But let's return to our revolving-door polyamorists and ask how that kind of setup affects the kids. A new adult enters the kids' lives, the kids grow attached to that adult, and then poof! the new adult is cycled back out, leaving the kids broken-hearted (and liable to use such coping mechanisms as shutting down emotionally to avoid getting attached in the first place).

The solution as I see it is to limit the kids' contact to the new adult in proportion to how likely the new adult is to stick around. Heck if it's a one-night stand, the kids probably shouldn't meet that adult at all. If the adult will be around for a couple of months, they might rise to the level of a casual acquaintance -- just a friend, and not a particularly special friend either.

What about adults the kids meet, see regularly for nigh on a year, and then lose contact with? Well most monogamous kids already have that: It's called a schoolteacher (and/or Sunday School teacher). Kids often have coaches and piano teachers. Most kids have a series of babysitters that cycle in and out of their lives, and that's not usually considered the end of the world. Making friends, even really good friends, who we later lose contact with, is something we all experience throughout our lives. I think it's okay for kids to learn early to make peace with that reality. I mean for crying out loud, mortality claims many kids' grandparents early on. Or the family moves (to a faraway place) for some reason (especially if Dad's in the Army). There's all kinds of reasons why a child might have to learn to mourn the loss of a well-loved friend (of whatever age) and then to move on.

Now, should a new adult be introduced to a child as a new parent? Based on what I've read and mulled over, probably not. Legally the new adult is "just a friend," and that's probably a good perception to start the child off with. Although if the friend lives in the home with the child and parents, it seems wise to grant the friend the status of an adult authority figure (with the adults coming to an agreement about how the kids are to be handled).

Should a child (of his/her own accord) be allowed to start calling the new adult "Mum" or "Dad?" Technically yes, as long as a solemn chat is had with the child regarding how (much and how) long the new adult is expected to stick around. Of course if the parents (e.g. because one of the parents stipulated it) have agreed not to allow the new (third) adult to receive a parental title from any of the kids, then I guess the child should be discouraged from undermining that stipulation. Although, you'd think all three adults could agree to let the child make that call for himself/herself.

---

At what age should a child be told that one or both parents are in (a) polyamorous relationship/s? I usually recommend sooner rather than later, and I guess I'd add that the adults should expect to be outed once the child knows. Staying in the closet is a luxury that usually only childless poly families can afford. But there may be exceptions where the child is good at keeping a secret and is willing to do so. I think the kids should also be informed that polyamory is not widely accepted or understood, and that the kids and adults in the poly household all face the risk of persecution from their family, peers, and coworkers. That part of poly is bad for everyone in the poly household, but, homosexuals are frequently persecuted too, yet we don't forbid them to adopt a child because it would be bad for the child to be exposed to the stigma that the parents have knowingly brought into their lives.
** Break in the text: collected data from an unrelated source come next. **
//! Fit Analyzer — builds the analysis prompt, calls the model once and normalizes its reply.

use std::collections::HashMap;
use std::sync::Arc;

use serde_json::value::RawValue;
use serde_json::Value;
use tracing::{debug, info};

use crate::analysis::prompts::FIT_ANALYSIS_PROMPT_TEMPLATE;
use crate::analysis::score::normalize_match_score;
use crate::analysis::AnalysisError;
use crate::llm_client::ChatModel;
use crate::models::Analysis;

/// Character budget for each of the resume and the job description.
/// Keeps the prompt under small free-tier token limits.
pub const MAX_INPUT_CHARS: usize = 2500;

/// Shape the model is asked to return. Every field is optional.
#[derive(Debug, Default)]
pub struct ModelAnalysis {
    pub match_score: Option<Value>,
    pub fit_summary: Option<String>,
    pub strengths: Option<Vec<String>>,
    pub missing_skills: Option<Vec<String>>,
    pub recommendations: Option<Vec<String>>,
    pub application_email: Option<String>,
}

impl ModelAnalysis {
    /// Parses model output. Only invalid JSON or a non-object reply is an error; a field
    /// of the wrong shape is coerced where possible and otherwise left empty.
    pub fn parse(raw: &str) -> Result<Self, AnalysisError> {
        // Fields stay raw until read, so a number serde_json cannot represent only
        // affects its own field.
        let reply: Box<RawValue> =
            serde_json::from_str(raw).map_err(AnalysisError::MalformedOutput)?;
        let mut fields: HashMap<String, Box<RawValue>> =
            serde_json::from_str(reply.get()).map_err(|_| AnalysisError::NotAnObject)?;

        let mut text = |name: &str| fields.remove(name).and_then(|v| read_text(name, &v));
        let fit_summary = text("fit_summary");
        let application_email = text("application_email");

        let mut list = |name: &str| fields.remove(name).and_then(|v| read_list(name, &v));
        let strengths = list("strengths");
        let missing_skills = list("missing_skills");
        let recommendations = list("recommendations");

        Ok(Self {
            match_score: fields.remove("match_score").map(|v| read_score(&v)),
            fit_summary,
            strengths,
            missing_skills,
            recommendations,
            application_email,
        })
    }

    /// Fills missing fields with empty defaults and normalizes the score.
    pub fn into_analysis(self) -> Analysis {
        let match_score = normalize_match_score(self.match_score.as_ref()).unwrap_or_else(|e| {
            debug!("Defaulting match_score to 0: {e}");
            0
        });

        Analysis {
            match_score,
            fit_summary: self.fit_summary.unwrap_or_default(),
            strengths: self.strengths.unwrap_or_default(),
            missing_skills: self.missing_skills.unwrap_or_default(),
            recommendations: self.recommendations.unwrap_or_default(),
            application_email: self.application_email.unwrap_or_default(),
        }
    }
}

fn read_value(name: &str, raw: &RawValue) -> Option<Value> {
    match serde_json::from_str(raw.get()) {
        Ok(value) => Some(value),
        Err(e) => {
            debug!("Ignoring unreadable {name} {}: {e}", raw.get());
            None
        }
    }
}

/// An unreadable score becomes `null`, which normalization treats as malformed.
fn read_score(raw: &RawValue) -> Value {
    read_value("match_score", raw).unwrap_or(Value::Null)
}

fn read_text(name: &str, raw: &RawValue) -> Option<String> {
    match read_value(name, raw)? {
        Value::String(s) => Some(s),
        Value::Null => None,
        other => {
            debug!("Ignoring {name} that is not a string: {other}");
            None
        }
    }
}

/// Accepts a list of strings; a lone string becomes a one-item list.
fn read_list(name: &str, raw: &RawValue) -> Option<Vec<String>> {
    match read_value(name, raw)? {
        Value::Array(items) => Some(
            items
                .into_iter()
                .filter_map(|item| match item {
                    Value::String(s) => Some(s),
                    other => {
                        debug!("Dropping {name} entry that is not a string: {other}");
                        None
                    }
                })
                .collect(),
        ),
        Value::String(s) if !s.trim().is_empty() => Some(vec![s]),
        Value::String(_) | Value::Null => None,
        other => {
            debug!("Ignoring {name} that is not a list: {other}");
            None
        }
    }
}

/// Scores a resume against a job with one model call.
pub struct FitAnalyzer {
    model: Arc<dyn ChatModel>,
}

impl FitAnalyzer {
    pub fn new(model: Arc<dyn ChatModel>) -> Self {
        Self { model }
    }

    pub async fn analyze(
        &self,
        resume_text: &str,
        job_description: &str,
        job_title: &str,
        company_name: &str,
    ) -> Result<Analysis, AnalysisError> {
        let prompt = build_prompt(resume_text, job_description, job_title, company_name);

        let raw = self.model.complete_json(&prompt).await?;
        let analysis = ModelAnalysis::parse(&raw)?.into_analysis();

        info!(
            "Fit analysis complete for '{job_title}' at '{company_name}': score {}",
            analysis.match_score
        );
        Ok(analysis)
    }
}

/// Builds the analysis prompt from inputs truncated to `MAX_INPUT_CHARS` each.
pub fn build_prompt(
    resume_text: &str,
    job_description: &str,
    job_title: &str,
    company_name: &str,
) -> String {
    fill_template(
        FIT_ANALYSIS_PROMPT_TEMPLATE,
        &[
            ("job_title", job_title),
            ("company_name", company_name),
            ("resume_text", truncate_chars(resume_text, MAX_INPUT_CHARS)),
            (
                "job_description",
                truncate_chars(job_description, MAX_INPUT_CHARS),
            ),
        ],
    )
}

/// Returns at most the first `max` characters, never splitting a character.
pub fn truncate_chars(text: &str, max: usize) -> &str {
    match text.char_indices().nth(max) {
        Some((idx, _)) => &text[..idx],
        None => text,
    }
}

/// Substitutes `{key}` placeholders in a single pass, so braces inside values are left alone.
fn fill_template(template: &str, values: &[(&str, &str)]) -> String {
    let extra: usize = values.iter().map(|(_, v)| v.len()).sum();
    let mut out = String::with_capacity(template.len() + extra);
    let mut rest = template;

    'scan: while let Some(start) = rest.find('{') {
        for (key, value) in values {
            let placeholder = format!("{{{key}}}");
            if rest[start..].starts_with(&placeholder) {
                out.push_str(&rest[..start]);
                out.push_str(value);
                rest = &rest[start + placeholder.len()..];
                continue 'scan;
            }
        }
        out.push_str(&rest[..=start]);
        rest = &rest[start + 1..];
    }
    out.push_str(rest);
    out
}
I tend to compare disclosing a poly dynamic to teaching a child about sex. For example, if a child is old enough to ask a certain question, then he/she's probably old enough to receive a straight answer -- although, YMMV and age-appropriateness should always be carefully considered.

Re:
Quote:
"The sales pitch that many in polyamorous relationships who have children are inferring directly is that those children are better off than monogamous ones. This is stated with the reference that they will receive more love, and that love by many (mother, father, mother's lover/lovers and/or father's lover/lovers) is oh so much better. This is just a rationalization for the adult to feel better about a choice they are making that is not consistent with the societal norm, so that they don't feel like they are doing something potentially hurtful to their children."
Impressive assertion -- but where are the facts and figures, indeed the logic, to back it up? All else being equal, three adults adds up to more than two adults. If a grandparent was living with the child and parents, most people would tend to think of that as a plus for the child. We all understand that there are exceptions to every rule especially in relationships, but in the meantime as long as we isolate the numbers, three (or more) definitely outsizes two. If that's a rationalization then it's a pretty solid one.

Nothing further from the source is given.